Showing posts with label nurses' strike. Show all posts
Showing posts with label nurses' strike. Show all posts

24 Dec 2022

Nurses


Two of my favourite cinematic nurses: 
Shirley Eaton as Dorothy Denton in Carry On Nurse (1959) 
and Juliet Mills as Joanna Jones in Nurse on Wheels (1963) 
 
 
I.
 
Should striking nurses in the UK be given a pay increase and improved working conditions?
 
Probably. 
 
But they should also, in my view, be subject to much higher levels of professional and personal conduct. Appearance, for example, should be made a matter of the highest priority; no one wants nurses with tattoos, piercings, or inappropriate hairstyles. 
 
And they should also return to wearing traditional uniforms, consisting of a dress, apron and cap, instead of slobbing about like overgrown toddlers in brightly-coloured, gender-neutral, polycotton short-sleeved tops and drawstring trousers (known by the ugly-sounding name scrubs) [1].
 
 
II. 
 
Nurses like to believe that people love and respect them and that this is a given.
 
However, such love and respect is a relatively recent thing; prior to the mid-19th century, nurses were thought to be immodest - if not actually shameless - women who, like prostitutes, offered intimate services and who were often drunk when providing such [2]. Even Florence Nightingale conceded that nursing was often the profession chosen by those women who were too stupid, too lazy, or too old to go on the game. 
 
It was only from the 1860s that educated women began to train as nurses and their status slowly began to improve (although their pay remained low and their working hours long) and only after the Second World War, with the establishment of the National Health Service in 1948, that public affection for nurses was universal and unreserved; as was clear from their portrayal in films such as Carry On Nurse (1959) and Nurse on Wheels (1963) [3].     
 
But, sadly, this world has passed. And whilst nurses on the picket line today know how to shout and make wage demands, they have no idea that their role was once understood to be a spiritual calling ...   
 
 
Notes
 
[1] A traditional nurse's uniform is not just worn for practical reasons; it has symbolic value, signifying status, for example. And it's also designed (like a nun's habit) to enhance the allure of the wearer. The fact that nurses have decided to abandon such uniforms - first came the disposable paper caps in the 1970s and the plastic aprons in the 1980s, then came the scrubs imported from America in the 1990s - has been a grave error. 

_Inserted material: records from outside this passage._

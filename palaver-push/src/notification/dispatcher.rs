//! Push dispatch.
//!
//! Every targeted device gets its own task so a slow or failing endpoint never
//! delays the others. Tasks are tracked for shutdown and hang off a per-account
//! cancellation token that is a child of the dispatcher's root token.
//!
//! Tasks run on the runtime the dispatcher was built in, so [`Dispatcher::dispatch`]
//! may be called from threads outside that runtime. A dispatcher built without
//! one falls back to the caller's runtime and drops deliveries when there is none.

use std::sync::Arc;
use std::sync::atomic::{AtomicU64, Ordering};

use dashmap::DashMap;
use serde::{Deserialize, Serialize};
use tokio::runtime::Handle;
use tokio::task::JoinHandle;
use tokio_util::sync::CancellationToken;
use tokio_util::task::TaskTracker;
use tracing::{debug, error, info, warn};

use super::events::NotificationEvent;
use super::payload::PushPayload;
use super::push::{HttpPushTransport, PushRequest, PushTransport};
use super::retry::{DeliveryOutcome, RetryPolicy, retry_with_backoff};
use crate::Result;
use crate::config::PushConfig;
use crate::logging::redact;
use crate::registry::{DeviceKey, DeviceRecord};

/// Final outcome for one device of a dispatch.
#[derive(Debug, Clone, PartialEq, Eq)]
pub struct DeliveryReport {
    pub device: DeviceKey,
    pub attempts: u32,
    pub outcome: DeliveryOutcome,
}

/// Returned as soon as all deliveries of an event have been started.
#[derive(Debug)]
pub struct DispatchReceipt {
    targeted: usize,
    handles: Vec<JoinHandle<DeliveryReport>>,
}

impl DispatchReceipt {
    /// A receipt for a dispatch that targeted nothing.
    pub fn empty() -> Self {
        Self {
            targeted: 0,
            handles: Vec::new(),
        }
    }

    /// Fold another dispatch into this receipt.
    pub fn merge(&mut self, other: DispatchReceipt) {
        self.targeted += other.targeted;
        self.handles.extend(other.handles);
    }

    /// Number of devices targeted.
    pub fn targeted(&self) -> usize {
        self.targeted
    }

    /// Acknowledgement sent back to the user who triggered the dispatch.
    pub fn ack_line(&self) -> String {
        format!("Notification sent to {} clients.", self.targeted)
    }

    /// Wait for every delivery to finish.
    pub async fn wait(self) -> Vec<DeliveryReport> {
        let mut reports = Vec::with_capacity(self.handles.len());
        for handle in self.handles {
            match handle.await {
                Ok(report) => reports.push(report),
                Err(e) => warn!("Delivery task failed: {}", e),
            }
        }
        reports
    }
}

/// Dispatch counters.
#[derive(Debug, Clone, Default, PartialEq, Eq, Serialize, Deserialize)]
pub struct DispatchStats {
    /// Deliveries started.
    pub dispatched: u64,
    pub delivered: u64,
    pub rejected: u64,
    pub exhausted: u64,
    pub cancelled: u64,
    pub unroutable: u64,
    /// Deliveries still running.
    pub in_flight: u64,
}

#[derive(Debug, Default)]
struct Counters {
    dispatched: AtomicU64,
    delivered: AtomicU64,
    rejected: AtomicU64,
    exhausted: AtomicU64,
    cancelled: AtomicU64,
    unroutable: AtomicU64,
    in_flight: AtomicU64,
}

impl Counters {
    fn record(&self, outcome: &DeliveryOutcome) {
        let counter = match outcome {
            DeliveryOutcome::Delivered => &self.delivered,
            DeliveryOutcome::Rejected(_) => &self.rejected,
            DeliveryOutcome::Exhausted(_) => &self.exhausted,
            DeliveryOutcome::Cancelled => &self.cancelled,
            DeliveryOutcome::Unroutable => &self.unroutable,
        };
        counter.fetch_add(1, Ordering::Relaxed);
        self.in_flight.fetch_sub(1, Ordering::Relaxed);
    }
}

pub struct Dispatcher {
    transport: Arc<dyn PushTransport>,
    policy: RetryPolicy,
    runtime: Option<Handle>,
    tracker: TaskTracker,
    cancellation_token: CancellationToken,
    account_tokens: DashMap<String, CancellationToken>,
    counters: Arc<Counters>,
}

impl Dispatcher {
    /// Dispatcher bound to the current runtime, if there is one.
    pub fn new(transport: Arc<dyn PushTransport>, policy: RetryPolicy) -> Self {
        Self::build(transport, policy, Handle::try_current().ok())
    }

    /// Dispatcher whose deliveries run on `runtime`.
    pub fn with_runtime(
        transport: Arc<dyn PushTransport>,
        policy: RetryPolicy,
        runtime: Handle,
    ) -> Self {
        Self::build(transport, policy, Some(runtime))
    }

    /// Dispatcher backed by the HTTP transport, bound to the current runtime.
    pub fn from_config(config: &PushConfig) -> Result<Self> {
        let transport = HttpPushTransport::new(&config.host, config.request_timeout())?;
        Ok(Self::new(Arc::new(transport), config.retry.clone()))
    }

    fn build(transport: Arc<dyn PushTransport>, policy: RetryPolicy, runtime: Option<Handle>) -> Self {
        Self {
            transport,
            policy,
            runtime,
            tracker: TaskTracker::new(),
            cancellation_token: CancellationToken::new(),
            account_tokens: DashMap::new(),
            counters: Arc::new(Counters::default()),
        }
    }

    pub fn policy(&self) -> &RetryPolicy {
        &self.policy
    }

    /// Start one delivery per record and return without waiting for any of them.
    ///
    /// The records must already carry the badge to deliver.
    pub fn dispatch(
        &self,
        event: &NotificationEvent,
        records: Vec<Arc<DeviceRecord>>,
    ) -> DispatchReceipt {
        if records.is_empty() {
            return DispatchReceipt::empty();
        }

        let Some(runtime) = self.runtime.clone().or_else(|| Handle::try_current().ok()) else {
            error!(
                account = %event.account,
                dropped = records.len(),
                "No async runtime available, dropping notification"
            );
            self.counters
                .unroutable
                .fetch_add(records.len() as u64, Ordering::Relaxed);
            return DispatchReceipt::empty();
        };

        let targeted = records.len();
        let token = self.account_token(&event.account);

        debug!(
            account = %event.account,
            scope = event.scope.as_str(),
            targeted,
            "Dispatching notification"
        );

        let handles = records
            .into_iter()
            .map(|record| {
                let payload = PushPayload::build(event, &record);
                self.counters.dispatched.fetch_add(1, Ordering::Relaxed);
                self.counters.in_flight.fetch_add(1, Ordering::Relaxed);
                self.tracker.spawn_on(
                    deliver(
                        self.transport.clone(),
                        self.policy.clone(),
                        token.clone(),
                        self.counters.clone(),
                        record,
                        payload,
                    ),
                    &runtime,
                )
            })
            .collect();

        DispatchReceipt { targeted, handles }
    }

    /// Abandon every in-flight delivery for `account`.
    pub fn cancel_account(&self, account: &str) {
        if let Some((_, token)) = self.account_tokens.remove(account) {
            debug!(account, "Cancelling in-flight deliveries");
            token.cancel();
        }
    }

    pub fn stats(&self) -> DispatchStats {
        let load = |counter: &AtomicU64| counter.load(Ordering::Relaxed);
        DispatchStats {
            dispatched: load(&self.counters.dispatched),
            delivered: load(&self.counters.delivered),
            rejected: load(&self.counters.rejected),
            exhausted: load(&self.counters.exhausted),
            cancelled: load(&self.counters.cancelled),
            unroutable: load(&self.counters.unroutable),
            in_flight: load(&self.counters.in_flight),
        }
    }

    pub fn is_shut_down(&self) -> bool {
        self.cancellation_token.is_cancelled()
    }

    /// Cancel every delivery and wait for the tasks to finish.
    pub async fn shutdown(&self) {
        info!("Stopping push dispatcher");
        self.cancellation_token.cancel();
        self.account_tokens.clear();

        self.tracker.close();
        self.tracker.wait().await;

        info!("Push dispatcher stopped");
    }

    fn account_token(&self, account: &str) -> CancellationToken {
        let mut entry = self
            .account_tokens
            .entry(account.to_string())
            .or_insert_with(|| self.cancellation_token.child_token());
        if entry.is_cancelled() && !self.cancellation_token.is_cancelled() {
            *entry = self.cancellation_token.child_token();
        }
        entry.clone()
    }
}

async fn deliver(
    transport: Arc<dyn PushTransport>,
    policy: RetryPolicy,
    token: CancellationToken,
    counters: Arc<Counters>,
    record: Arc<DeviceRecord>,
    payload: PushPayload,
) -> DeliveryReport {
    let device = record.key.clone();

    let (outcome, attempts) = match PushRequest::new(&record, &payload) {
        Ok(request) => {
            let transport = transport.as_ref();
            let request = &request;
            let device = &device;
            retry_with_backoff(&policy, &token, move |attempt| {
                debug!(
                    device = %device,
                    attempt,
                    token = %redact(&request.bearer),
                    "Sending push"
                );
                transport.send(request)
            })
            .await
        }
        Err(e) => {
            warn!(device = %device, "Skipping device: {}", e);
            (DeliveryOutcome::Unroutable, 0)
        }
    };

    match &outcome {
        DeliveryOutcome::Delivered => debug!(device = %device, attempts, "Push delivered"),
        DeliveryOutcome::Rejected(status) => {
            warn!(device = %device, status, "Push endpoint rejected notification")
        }
        DeliveryOutcome::Exhausted(reason) => {
            warn!(device = %device, attempts, "Push failed after retries: {}", reason)
        }
        DeliveryOutcome::Cancelled => debug!(device = %device, attempts, "Push cancelled"),
        DeliveryOutcome::Unroutable => {}
    }

    counters.record(&outcome);

    DeliveryReport {
        device,
        attempts,
        outcome,
    }
}
//! Push payload formatting.

use serde::{Deserialize, Serialize};

use super::events::{NotificationEvent, TargetScope};
use crate::registry::DeviceRecord;

/// JSON body of a push request.
#[derive(Debug, Clone, PartialEq, Eq, Serialize, Deserialize)]
pub struct PushPayload {
    pub badge: u64,
    pub message: String,
    pub sender: String,
    #[serde(default, skip_serializing_if = "Option::is_none")]
    pub network: Option<String>,
    #[serde(default, skip_serializing_if = "Option::is_none")]
    pub channel: Option<String>,
}

impl PushPayload {
    /// Build the payload for one device, using the badge already stored on `record`.
    ///
    /// Broadcasts carry no network; every other event carries the device's network.
    pub fn build(event: &NotificationEvent, record: &DeviceRecord) -> Self {
        let network = (!event.is_broadcast()).then(|| record.key.network_id.clone());
        let channel = match event.scope {
            TargetScope::Mention => event.channel.clone(),
            TargetScope::DirectMessage | TargetScope::Broadcast => None,
        };

        Self {
            badge: record.badge,
            message: event.message.clone(),
            sender: event.sender.clone(),
            network,
            channel,
        }
    }

    pub fn to_body(&self) -> crate::Result<Vec<u8>> {
        Ok(serde_json::to_vec(self)?)
    }
}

      For a post on women in uniforms, published back in April 2014, click here
 
[2] The cultural stereotype of the naughty nurse continues to circulate in both the popular and pornographic imaginations and is undoubtedly rooted in this 19th-century idea that nurses were akin to prostitutes (i.e., women with loose morals and a liking for gin). 
      The image of the nurse as a ministering angel who stoically tends to the sick and dying out of Christian duty - a noble and devout being akin to a nun - was developed in part to counter the above, although it is simply the other side of the same coin and ultimately reinforces the virgin/whore dichotomy.  

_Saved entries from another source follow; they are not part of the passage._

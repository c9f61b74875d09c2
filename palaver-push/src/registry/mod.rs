//! Device registry.
//!
//! Committed device records keyed by account and [`DeviceKey`]. Every mutation
//! builds the account's next state, persists it, and only then swaps it in, so
//! readers see either the prior or the new record set.
//!
//! Writers for one account are serialized by a per-account lock that is held
//! across the file write. Persistence is blocking file I/O on the caller's
//! thread; readers and other accounts are never held up by it.

mod device;
mod store;

pub use device::{DeviceKey, DeviceRecord, ListField, PendingEdits, ScalarField};
pub use store::RegistryStore;

use std::collections::{BTreeMap, HashMap};
use std::path::PathBuf;
use std::sync::Arc;

use dashmap::DashMap;
use parking_lot::{Mutex, RwLock};
use tracing::{debug, info};

use crate::{Error, Result};

type AccountDevices = BTreeMap<DeviceKey, Arc<DeviceRecord>>;

/// Durable store of device records.
pub struct Registry {
    store: Option<RegistryStore>,
    accounts: RwLock<HashMap<String, AccountDevices>>,
    writers: DashMap<String, Arc<Mutex<()>>>,
}

impl Registry {
    /// A registry that is never written to disk.
    pub fn in_memory() -> Self {
        Self {
            store: None,
            accounts: RwLock::new(HashMap::new()),
            writers: DashMap::new(),
        }
    }

    /// Open a file-backed registry, loading every account found in `dir`.
    pub fn open(dir: impl Into<PathBuf>) -> Result<Self> {
        let store = RegistryStore::open(dir)?;
        let loaded = store.load_all()?;

        let accounts: HashMap<String, AccountDevices> = loaded
            .into_iter()
            .map(|(account, devices)| {
                let devices = devices
                    .into_iter()
                    .map(|record| (record.key.clone(), Arc::new(record)))
                    .collect();
                (account, devices)
            })
            .collect();

        info!(
            dir = %store.dir().display(),
            accounts = accounts.len(),
            "Device registry opened"
        );

        Ok(Self {
            store: Some(store),
            accounts: RwLock::new(accounts),
            writers: DashMap::new(),
        })
    }

    /// Merge `edits` into the record at `key`, creating it if absent.
    pub fn commit(
        &self,
        account: &str,
        key: &DeviceKey,
        edits: &PendingEdits,
    ) -> Result<Arc<DeviceRecord>> {
        self.mutate(account, |devices| {
            let mut record = devices
                .get(key)
                .map(|r| DeviceRecord::clone(r))
                .unwrap_or_else(|| DeviceRecord::new(key.clone()));
            edits.apply_to(&mut record);
            let record = Arc::new(record);
            devices.insert(key.clone(), Arc::clone(&record));
            record
        })
        .inspect(|_| debug!(account, device = %key, "Committed device registration"))
    }

    /// Fetch a single record.
    pub fn get(&self, account: &str, key: &DeviceKey) -> Option<Arc<DeviceRecord>> {
        self.accounts
            .read()
            .get(account)
            .and_then(|devices| devices.get(key))
            .cloned()
    }

    /// Snapshot of an account's records.
    pub fn devices(&self, account: &str) -> Vec<Arc<DeviceRecord>> {
        self.accounts
            .read()
            .get(account)
            .map(|devices| devices.values().cloned().collect())
            .unwrap_or_default()
    }

    /// Names of all accounts with at least one record.
    pub fn accounts(&self) -> Vec<String> {
        let mut accounts: Vec<String> = self
            .accounts
            .read()
            .iter()
            .filter(|(_, devices)| !devices.is_empty())
            .map(|(account, _)| account.clone())
            .collect();
        accounts.sort();
        accounts
    }

    /// Total number of records across accounts.
    pub fn device_count(&self) -> usize {
        self.accounts.read().values().map(BTreeMap::len).sum()
    }

    /// Increment the badge of each listed device, returning the updated records.
    ///
    /// Keys that are no longer registered are skipped.
    pub fn bump_badges(&self, account: &str, keys: &[DeviceKey]) -> Result<Vec<Arc<DeviceRecord>>> {
        if keys.is_empty() {
            return Ok(Vec::new());
        }

        self.mutate(account, |devices| {
            keys.iter()
                .filter_map(|key| {
                    let current = devices.get(key)?;
                    let mut record = DeviceRecord::clone(current);
                    record.badge = record.badge.saturating_add(1);
                    let record = Arc::new(record);
                    devices.insert(key.clone(), Arc::clone(&record));
                    Some(record)
                })
                .collect()
        })
    }

    /// Reset a device's badge to zero. Returns whether the device exists.
    pub fn reset_badge(&self, account: &str, key: &DeviceKey) -> Result<bool> {
        let needs_reset = self.get(account, key).is_some_and(|r| r.badge > 0);
        if !needs_reset {
            return Ok(self.get(account, key).is_some());
        }

        self.mutate(account, |devices| match devices.get(key) {
            Some(current) => {
                let mut record = DeviceRecord::clone(current);
                record.badge = 0;
                devices.insert(key.clone(), Arc::new(record));
                true
            }
            None => false,
        })
    }

    /// Remove every record of `device_id` under `account`. Returns how many were removed.
    pub fn remove_device(&self, account: &str, device_id: &str) -> Result<usize> {
        let present = self
            .devices(account)
            .iter()
            .any(|r| r.key.device_id == device_id);
        if !present {
            return Err(Error::not_found("device", device_id));
        }

        self.mutate(account, |devices| {
            let before = devices.len();
            devices.retain(|key, _| key.device_id != device_id);
            before - devices.len()
        })
        .inspect(|removed| info!(account, device_id, removed, "Removed device registrations"))
    }

    /// Drop an account and its persisted file.
    pub fn purge_account(&self, account: &str) -> Result<bool> {
        let writer = self.writer(account);
        let _guard = writer.lock();

        let existed_on_disk = match &self.store {
            Some(store) => store.remove(account)?,
            None => false,
        };
        let existed = self.accounts.write().remove(account).is_some() || existed_on_disk;
        if existed {
            info!(account, "Purged account registry");
        }
        Ok(existed)
    }

    /// Apply `f` to a copy of the account's records, persist, then publish.
    fn mutate<T, F>(&self, account: &str, f: F) -> Result<T>
    where
        F: FnOnce(&mut AccountDevices) -> T,
    {
        let writer = self.writer(account);
        let _guard = writer.lock();

        let mut next = self
            .accounts
            .read()
            .get(account)
            .cloned()
            .unwrap_or_default();
        let output = f(&mut next);

        if let Some(store) = &self.store {
            store.save(account, next.values().map(|r| r.as_ref()))?;
        }

        self.accounts.write().insert(account.to_string(), next);
        Ok(output)
    }

    fn writer(&self, account: &str) -> Arc<Mutex<()>> {
        self.writers.entry(account.to_string()).or_default().clone()
    }
}

impl Default for Registry {
    fn default() -> Self {
        Self::in_memory()
    }
}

      For a post on this topic, published back in April 2013, click here
 
[3] Carry on Nurse - the second in the long-running film series - starred Shirley Eaton as Staff Nurse Dorothy Denton, alongside many of the regular Carry On team (including Hattie Jacques as Matron). It was the UK's top-grossing film of 1959 and, with an audience of 10.4 million, had the highest cinema viewing of any of the Carry On films. Click here for the trailer on YouTube.

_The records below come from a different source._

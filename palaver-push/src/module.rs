//! Host-facing module facade.
//!
//! [`PalaverModule`] is the only type a bouncer host needs: it consumes client
//! lines, module commands and chat events, and produces the lines to write back
//! plus the push dispatches.

use std::sync::Arc;

use dashmap::DashMap;
use tracing::{debug, info, warn};

use crate::{Error, Result};
use crate::config::PushConfig;
use crate::logging::redact;
use crate::matcher::Matcher;
use crate::notification::{DispatchReceipt, Dispatcher, NotificationEvent};
use crate::protocol::Command;
use crate::registry::{DeviceRecord, Registry};
use crate::session::{RegistrationSession, Step};

/// Module name as shown to users.
pub const MODULE_NAME: &str = "palaver";

/// Client capability announced while the module is loaded.
pub const CAPABILITY: &str = "palaverapp.com";

/// Sender name used by the `test` command.
pub const TEST_SENDER: &str = "palaver";

/// Message text used by the `test` command.
pub const TEST_MESSAGE: &str = "Test notification";

/// Effects the host applies on module load and unload.
#[derive(Debug, Clone, PartialEq, Eq)]
pub enum HostEffect {
    /// `CAP <nick> NEW` to every capable client.
    CapabilityAdded(&'static str),
    /// `CAP <nick> DEL` to every capable client.
    CapabilityRemoved(&'static str),
    /// A status line for the administrator who issued the command.
    Status(String),
}

impl HostEffect {
    /// Render as a raw line addressed to `nick`.
    pub fn to_line(&self, nick: &str) -> String {
        match self {
            Self::CapabilityAdded(cap) => format!(":irc.znc.in CAP {} NEW :{}", nick, cap),
            Self::CapabilityRemoved(cap) => format!(":irc.znc.in CAP {} DEL :{}", nick, cap),
            Self::Status(text) => format!(":*status!znc@znc.in PRIVMSG {} :{}", nick, text),
        }
    }
}

/// What the host knows about one client connection.
#[derive(Debug, Clone, PartialEq, Eq)]
pub struct ConnectionContext {
    pub id: u64,
    pub account: String,
    pub network: Option<String>,
    pub is_admin: bool,
}

/// Result of offering a client line to the module.
#[derive(Debug, Clone, PartialEq, Eq)]
pub enum LineOutcome {
    /// The line belonged to the module; write these replies back.
    Handled(Vec<String>),
    /// Not ours; the host processes the line as usual.
    Passthrough,
}

/// A chat message seen by the host on behalf of `account`.
#[derive(Debug, Clone, PartialEq, Eq)]
pub struct ChatMessage {
    pub account: String,
    pub network: String,
    /// `None` for private messages.
    pub channel: Option<String>,
    pub sender: String,
    pub text: String,
    /// The account's current nickname on `network`.
    pub recipient_nick: String,
}

impl ChatMessage {
    fn to_event(&self) -> NotificationEvent {
        match &self.channel {
            Some(channel) => NotificationEvent::mention(
                &self.account,
                &self.network,
                channel,
                &self.recipient_nick,
                &self.sender,
                &self.text,
            ),
            None => NotificationEvent::direct_message(
                &self.account,
                Some(self.network.clone()),
                &self.sender,
                &self.text,
            )
            .with_recipient_nick(&self.recipient_nick),
        }
    }
}

#[derive(Debug, Clone)]
struct Presence {
    account: String,
    network: Option<String>,
    away: bool,
}

pub struct PalaverModule {
    registry: Arc<Registry>,
    matcher: Matcher,
    dispatcher: Dispatcher,
    presence: DashMap<u64, Presence>,
}

impl PalaverModule {
    pub fn new(registry: Arc<Registry>, dispatcher: Dispatcher) -> Self {
        Self {
            registry,
            matcher: Matcher::new(),
            dispatcher,
            presence: DashMap::new(),
        }
    }

    /// File-backed registry and HTTP dispatcher built from `config`.
    pub fn from_config(config: &PushConfig) -> Result<Self> {
        let registry = Registry::open(&config.data_dir)?;
        let dispatcher = Dispatcher::from_config(config)?;
        Ok(Self::new(Arc::new(registry), dispatcher))
    }

    pub fn capability(&self) -> &'static str {
        CAPABILITY
    }

    pub fn registry(&self) -> &Arc<Registry> {
        &self.registry
    }

    pub fn dispatcher(&self) -> &Dispatcher {
        &self.dispatcher
    }

    pub fn on_load(&self) -> Vec<HostEffect> {
        info!(
            devices = self.registry.device_count(),
            "Module {} loaded", MODULE_NAME
        );
        vec![
            HostEffect::CapabilityAdded(CAPABILITY),
            HostEffect::Status(format!("Loaded module {}", MODULE_NAME)),
        ]
    }

    /// Withdraw the capability and abandon every in-flight delivery.
    pub async fn on_unload(&self) -> Vec<HostEffect> {
        self.dispatcher.shutdown().await;
        self.presence.clear();
        info!("Module {} unloaded", MODULE_NAME);
        vec![
            HostEffect::CapabilityRemoved(CAPABILITY),
            HostEffect::Status(format!("Module {} unloaded.", MODULE_NAME)),
        ]
    }

    pub fn client_attached(&self, ctx: &ConnectionContext) {
        debug!(account = %ctx.account, connection = ctx.id, "Client attached");
        self.presence.insert(
            ctx.id,
            Presence {
                account: ctx.account.clone(),
                network: ctx.network.clone(),
                away: false,
            },
        );
    }

    /// Forget the connection. Any open transaction in `session` is discarded.
    pub fn client_detached(&self, ctx: &ConnectionContext, session: RegistrationSession) {
        self.presence.remove(&ctx.id);
        debug!(
            account = %ctx.account,
            connection = ctx.id,
            state = session.state().as_str(),
            "Client detached"
        );
    }

    /// Whether `account` has an attached, non-away client on `network`.
    pub fn is_user_online(&self, account: &str, network: &str) -> bool {
        self.presence.iter().any(|entry| {
            let presence = entry.value();
            presence.account == account
                && !presence.away
                && presence.network.as_deref() == Some(network)
        })
    }

    pub fn handle_client_line(
        &self,
        ctx: &ConnectionContext,
        session: &mut RegistrationSession,
        line: &str,
    ) -> LineOutcome {
        let Some(command) = Command::parse(line) else {
            return LineOutcome::Passthrough;
        };

        match command {
            Command::Background => self.set_away(ctx, true),
            Command::Foreground => self.set_away(ctx, false),
            Command::Unknown(raw) => {
                debug!(account = %ctx.account, line = %raw, "Ignoring unknown PALAVER command");
                LineOutcome::Handled(Vec::new())
            }
            command => match session.handle(&ctx.account, command, &self.registry) {
                Ok(Step::Reply(reply)) => LineOutcome::Handled(vec![reply]),
                Ok(Step::Committed(record)) => {
                    info!(
                        account = %ctx.account,
                        device = %record.key,
                        token = %redact(record.bearer_token()),
                        "Device registration saved"
                    );
                    LineOutcome::Handled(Vec::new())
                }
                Ok(_) => LineOutcome::Handled(Vec::new()),
                Err(e) => {
                    warn!(account = %ctx.account, error = %e, "Failed to save device registration");
                    LineOutcome::Handled(Vec::new())
                }
            },
        }
    }

    fn set_away(&self, ctx: &ConnectionContext, away: bool) -> LineOutcome {
        if let Some(mut presence) = self.presence.get_mut(&ctx.id) {
            presence.away = away;
        }
        debug!(account = %ctx.account, connection = ctx.id, away, "Presence changed");
        LineOutcome::Handled(Vec::new())
    }

    /// Handle a line sent to `*palaver`. Returns the reply lines.
    pub fn handle_module_command(&self, ctx: &ConnectionContext, text: &str) -> Vec<String> {
        let mut parts = text.split_whitespace();
        let command = parts.next().unwrap_or_default().to_ascii_lowercase();

        match command.as_str() {
            "help" | "" => help_lines(),
            "test" => vec![self.send_test(ctx).ack_line()],
            "list" => self.list_devices(ctx),
            "remove" => match parts.next() {
                Some(device_id) => self.remove_device(ctx, device_id),
                None => vec!["Usage: remove <device-id>".to_string()],
            },
            other => vec![format!("Unknown command [{}]. Try 'help'.", other)],
        }
    }

    /// Notify the account's devices about a chat message.
    ///
    /// Returns `None` when the account is present on the network or no device
    /// wants the message.
    pub fn on_chat_message(&self, message: &ChatMessage) -> Option<DispatchReceipt> {
        if self.is_user_online(&message.account, &message.network) {
            debug!(
                account = %message.account,
                network = %message.network,
                "Account is online, not notifying"
            );
            return None;
        }

        let event = message.to_event();
        let devices = self.registry.devices(&message.account);
        let targets: Vec<Arc<DeviceRecord>> = devices
            .into_iter()
            .filter(|record| self.matcher.wants(&event, record))
            .collect();
        if targets.is_empty() {
            return None;
        }

        Some(self.dispatch(&event, targets))
    }

    /// Send an administrative broadcast to every device of every account.
    pub fn broadcast(&self, sender: &str, text: &str) -> DispatchReceipt {
        let mut receipt = DispatchReceipt::empty();
        for account in self.registry.accounts() {
            let event = NotificationEvent::broadcast(&account, sender, text);
            let devices = self.registry.devices(&account);
            receipt.merge(self.dispatch(&event, devices));
        }
        info!(targeted = receipt.targeted(), "Broadcast dispatched");
        receipt
    }

    /// Cancel the account's deliveries and delete its registrations.
    pub fn purge_account(&self, account: &str) -> Result<bool> {
        self.dispatcher.cancel_account(account);
        self.registry.purge_account(account)
    }

    fn send_test(&self, ctx: &ConnectionContext) -> DispatchReceipt {
        let event = NotificationEvent::direct_message(
            &ctx.account,
            ctx.network.clone(),
            TEST_SENDER,
            TEST_MESSAGE,
        );
        let targets: Vec<Arc<DeviceRecord>> = self
            .registry
            .devices(&ctx.account)
            .into_iter()
            .filter(|record| {
                ctx.network
                    .as_deref()
                    .is_none_or(|network| network == record.key.network_id)
            })
            .collect();
        self.dispatch(&event, targets)
    }

    /// Bump badges, then hand the updated records to the dispatcher.
    fn dispatch(&self, event: &NotificationEvent, targets: Vec<Arc<DeviceRecord>>) -> DispatchReceipt {
        let keys: Vec<_> = targets.iter().map(|record| record.key.clone()).collect();
        let records = match self.registry.bump_badges(&event.account, &keys) {
            Ok(records) => records,
            Err(e) => {
                warn!(account = %event.account, error = %e, "Failed to persist badges");
                targets
            }
        };
        self.dispatcher.dispatch(event, records)
    }

    fn list_devices(&self, ctx: &ConnectionContext) -> Vec<String> {
        if !ctx.is_admin {
            return vec!["Permission denied".to_string()];
        }

        let mut lines: Vec<String> = self
            .registry
            .accounts()
            .into_iter()
            .flat_map(|account| {
                self.registry
                    .devices(&account)
                    .into_iter()
                    .map(move |record| {
                        format!(
                            "{} | {} | {} | {} | badge {}",
                            record.key.device_id,
                            account,
                            record.key.network_id,
                            record.version.as_deref().unwrap_or("-"),
                            record.badge
                        )
                    })
            })
            .collect();

        if lines.is_empty() {
            return vec!["There are no devices registered with this server.".to_string()];
        }

        lines.insert(0, "Device | User | Network | Version | Badge".to_string());
        lines
    }

    fn remove_device(&self, ctx: &ConnectionContext, device_id: &str) -> Vec<String> {
        match self.registry.remove_device(&ctx.account, device_id) {
            Err(Error::NotFound { .. }) => vec![format!("No device {} is registered.", device_id)],
            Ok(removed) => vec![format!(
                "Removed {} registration(s) of device {}.",
                removed, device_id
            )],
            Err(e) => {
                warn!(account = %ctx.account, device_id, error = %e, "Failed to remove device");
                vec![format!("Failed to remove device {}.", device_id)]
            }
        }
    }
}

      Nurse on Wheels, starring Juliet Mills as District Nurse Joanna Jones, shares several members of its cast and production team with the Carry On films - like Carry On Nurse, it was directed by Gerald Thomas - but is not an official entry in the series and doesn't quite have the same level of campness or sauciness. Click here to watch the opening titles on YouTube.
      I am aware, of course, that such films do not necessarily depict the reality of nursing or of English life in this period - just as I'm aware that there are (so-called) male nurses.